Week 1 - Terraform and Snowflake
What is Terraform?
Terraform is a Infrastructure as Code (IaC) tool developed by HashiCorp. It allows users to provision and control their infrastructure using yaml files.
It does the same thing that something like an aws cdk script would do (creating, updating, deleting resources, maintaining state), but with much less hassle. It's also platform agnostic, it supports all major cloud providers (AWS, Azure, GCP) as well as services like Snowflake, Docker, Kafka, etc
Here's a very good TLDR:
What is Snowflake?
Snowflake is cloud based data warehousing platform, similar in concept to Google's BigQuery and AWS Redshift. It's differentiated by being able to integrate with data stores across all of the major cloud platforms and having a very versatile architecture.
Snowflake databases are virtual hard drives where the user stores data, while Snowflake Warehouses are virtual compute instances that run the analytical queries. They are largely independent of one another, meaning you can have a lot of storage and little compute or vice versa, no need to get a bigger RDS instance. They are also charged separately.
Here's a very good TLDR (sadly Fireship hasn't covered it 😢 ... yet!):
Let's set up a Data Warehouse
The Terraform setup
Make sure you have terraform installed on your local machine.
The terraform website provides instructions for all the supported operating systems.
I also recommend installing tfenv it's a terraform version manager. Using it you can install different versions of terraform and easily switch between them.

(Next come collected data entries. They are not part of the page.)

impl Parser {
    pub(crate) fn parse_expression(&mut self) -> Result<Expression, Diagnostic> {
        self.nested(|parser| parser.parse_binary(Precedence::LogicalOr))
    }

    /// Precedence climbing over the binary operator table. Every binary level
    /// is left-associative, so `a - b - c` is `(a - b) - c`.
    fn parse_binary(&mut self, min: Precedence) -> Result<Expression, Diagnostic> {
        let mut left = self.parse_unary()?;

        while let Some((op, precedence)) = grammar::binary_operator(self.at().kind) {
            if precedence < min {
                break;
            }
            self.next_token();

            let right = self.parse_binary(precedence.next())?;
            let span = left.span().to(right.span());
            left = Expression::Binary(Binary {
                op,
                left: Box::new(left),
                right: Box::new(right),
                span,
            });
        }

        Ok(left)
    }

    /// A `-` directly before an integer is folded into the literal, so
    /// `-2147483648` stays in range. Anything cast or indexed is left alone.
    fn parse_unary(&mut self) -> Result<Expression, Diagnostic> {
        if self.check(Kind::Minus)
            && self.peek_kind(1) == Kind::IntLiteral
            && !matches!(self.peek_kind(2), Kind::As | Kind::Dot | Kind::LBracket | Kind::LParen)
        {
            return Ok(Expression::Literal(self.parse_constant()?));
        }
        let Some(op) = grammar::unary_operator(self.at().kind) else {
            return self.parse_cast();
        };
        let token = self.next_token();
        let operand = self.nested(Self::parse_unary)?;
        let span = token.span.to(operand.span());
        Ok(Expression::Unary(Unary {
            op,
            operand: Box::new(operand),
            span,
        }))
    }

    fn parse_cast(&mut self) -> Result<Expression, Diagnostic> {
        let mut expr = self.parse_postfix()?;
        while self.check(Kind::As) {
            self.next_token();
            let target = self.parse_type()?;
            let span = expr.span().to(target.span);
            expr = Expression::Cast(Cast {
                expr: Box::new(expr),
                target,
                span,
            });
        }
        Ok(expr)
    }

    fn parse_postfix(&mut self) -> Result<Expression, Diagnostic> {
        let mut expr = self.parse_primary()?;

        loop {
            match self.at().kind {
                Kind::Dot => {
                    self.next_token();
                    if self.check(Kind::Length) {
                        let token = self.next_token();
                        let span = expr.span().to(token.span);
                        expr = Expression::ArrayLength(ArrayLength {
                            array: Box::new(expr),
                            span,
                        });
                    } else {
                        let member = self.parse_identifier("member name after '.'")?;
                        let span = expr.span().to(member.span);
                        expr = Expression::MemberAccess(MemberAccess {
                            object: Box::new(expr),
                            member,
                            span,
                        });
                    }
                }
                Kind::LBracket => {
                    self.next_token();
                    let subscript = self.parse_expression()?;
                    let close = self.eat(Kind::RBracket, "to close the array index")?;
                    let span = expr.span().to(close.span);
                    expr = Expression::Index(Index {
                        array: Box::new(expr),
                        subscript: Box::new(subscript),
                        span,
                    });
                }
                Kind::LParen => {
                    if !matches!(expr, Expression::Identifier(_) | Expression::MemberAccess(_)) {
                        return Err(Diagnostic::syntax(
                            self.at().span.start,
                            "only a function name can be called",
                        ));
                    }
                    let (args, close) = self.parse_arguments()?;
                    let span = expr.span().to(close.span);
                    expr = Expression::Call(Call {
                        callee: Box::new(expr),
                        args,
                        span,
                    });
                }
                _ => break,
            }
        }

        Ok(expr)
    }

    fn parse_arguments(&mut self) -> Result<(Vec<Argument>, Token), Diagnostic> {
        self.eat(Kind::LParen, "to open the argument list")?;
        let mut args = Vec::new();

        if !self.check(Kind::RParen) {
            loop {
                let start = self.at().span.start;
                let name = if self.check(Kind::Identifier) && self.peek_kind(1) == Kind::Assign {
                    let token = self.next_token();
                    self.next_token();
                    Some(Identifier::new(token.value, token.span))
                } else {
                    None
                };
                let value = self.parse_expression()?;
                args.push(Argument {
                    name,
                    value,
                    span: self.span_from(start),
                });

                if !self.check(Kind::Comma) {
                    break;
                }
                self.next_token();
            }
        }

        let close = self.eat(Kind::RParen, "to close the argument list")?;
        Ok((args, close))
    }

    fn parse_primary(&mut self) -> Result<Expression, Diagnostic> {
        match self.at().kind {
            Kind::IntLiteral
            | Kind::FloatLiteral
            | Kind::StringLiteral
            | Kind::True
            | Kind::False
            | Kind::None
            | Kind::SelfRef
            | Kind::Parent => Ok(Expression::Literal(self.parse_literal()?)),
            Kind::Identifier => {
                let token = self.next_token();
                Ok(Expression::Identifier(Identifier::new(token.value, token.span)))
            }
            Kind::LParen => {
                self.next_token();
                let inner = self.parse_expression()?;
                self.eat(Kind::RParen, "to close the parenthesized expression")?;
                Ok(inner)
            }
            Kind::New => self.parse_new(),
            _ => Err(Diagnostic::from_token(self.at(), "an expression")),
        }
    }

    fn parse_new(&mut self) -> Result<Expression, Diagnostic> {
        let keyword = self.eat(Kind::New, "")?;
        let ty = self.parse_base_type()?;

        if !self.check(Kind::LBracket) {
            let span = keyword.span.to(ty.span);
            return Ok(Expression::New(New { ty, size: None, span }));
        }

        self.next_token();
        let size = self.parse_expression()?;
        if let Expression::Literal(Literal {
            value: LiteralValue::Int(count),
            span,
        }) = &size
        {
            if *count > MAX_ARRAY_SIZE {
                self.report(Diagnostic::syntax(
                    span.start,
                    format!("array size {} exceeds the maximum of {}", count, MAX_ARRAY_SIZE),
                ));
            }
        }
        let close = self.eat(Kind::RBracket, "to close the array size")?;

        Ok(Expression::New(New {
            ty: Type::new(ty.data_type, true, ty.span.to(close.span)),
            size: Some(Box::new(size)),
            span: keyword.span.to(close.span),
        }))
    }

    pub(crate) fn parse_literal(&mut self) -> Result<Literal, Diagnostic> {
        let value = match self.at().kind {
            Kind::IntLiteral => LiteralValue::Int(integer_value(self.at(), false)?),
            Kind::FloatLiteral => LiteralValue::Float(float_value(self.at(), false)?),
            Kind::StringLiteral => LiteralValue::String(self.at().value.clone()),
            Kind::True => LiteralValue::Bool(true),
            Kind::False => LiteralValue::Bool(false),
            Kind::None => LiteralValue::None,
            Kind::SelfRef => LiteralValue::SelfRef,
            Kind::Parent => LiteralValue::Parent,
            _ => return Err(Diagnostic::from_token(self.at(), "a literal value")),
        };
        let token = self.next_token();
        Ok(Literal {
            value,
            span: token.span,
        })
    }

    /// A literal in a default or initializer position. Numbers may carry a
    /// leading `-`, folded into the value.
    pub(crate) fn parse_constant(&mut self) -> Result<Literal, Diagnostic> {
        if !self.check(Kind::Minus) {
            return self.parse_literal();
        }
        let minus = self.next_token();
        let value = match self.at().kind {
            Kind::IntLiteral => LiteralValue::Int(integer_value(self.at(), true)?),
            Kind::FloatLiteral => LiteralValue::Float(float_value(self.at(), true)?),
            _ => return Err(Diagnostic::from_token(self.at(), "a number after '-'")),
        };
        let token = self.next_token();
        Ok(Literal {
            value,
            span: minus.span.to(token.span),
        })
    }

    /// A type with an optional `[]` suffix.
    pub(crate) fn parse_type(&mut self) -> Result<Type, Diagnostic> {
        let base = self.parse_base_type()?;
        if self.check(Kind::LBracket) && self.peek_kind(1) == Kind::RBracket {
            self.next_token();
            let close = self.next_token();
            return Ok(Type::new(base.data_type, true, base.span.to(close.span)));
        }
        Ok(base)
    }

    fn parse_base_type(&mut self) -> Result<Type, Diagnostic> {
        let token = self.at();
        let data_type = match token.kind {
            Kind::Bool => DataType::Bool,
            Kind::Int => DataType::Int,
            Kind::Float => DataType::Float,
            Kind::String => DataType::String,
            Kind::Identifier => DataType::Object(token.value.clone()),
            _ => return Err(Diagnostic::from_token(token, "a type name")),
        };
        let token = self.next_token();
        Ok(Type::new(data_type, false, token.span))
    }
}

This is going to be very useful when you encounter errors that require downgrading to fix.
The Snowflake setup
To setup Snowflake to work with terraform, we are going to need to set up a service account.
This is a must because we are going to be running terraform and therefor also Snowflake via CD pipeline.
To enable this we are going to need to create a Snowflake user and enable that user to log in without us manually logging in. we can do that in one of two ways, by providing terraform with this user with a password or by providing the user with a pair of encryption keys.
For the purposes of this tutorial I'm going to be using the key pair method because it's less obvious than the password method.
Generating the key pair
Let's start by opening the terminal, then navigate to the directory where the ssh keys are stored.
cd ~/.ssh
Once in the ssh directory we can generate the keys, let's start by generating the private key using openssl.
openssl genrsa 2048 | openssl pkcs8 -topk8 -inform PEM -out snowflake_tf_snow_key.p8 -nocrypt
What this command is doing is generating a 2048 bit private key, converting it to PKCS#8 (industry standard) format, saving it to a file called snowflake_tf_snow_key.p8
and not encrypting the private key file with a passphrase.
After this is done we need to use the private key to generate the public key.
openssl rsa -in snowflake_tf_snow_key.p8 -pubout -out snowflake_tf_snow_key.pub
This command takes the previously created private key as input and outputs the public key to a file named snowflake_tf_snow_key.pub
.
Creating the Snowflake service account
The service account needs to be created in the Snowflake console, open a SQL worksheet set the user role to ACCOUNTADMIN
.
To create a service account user enter and run the following script.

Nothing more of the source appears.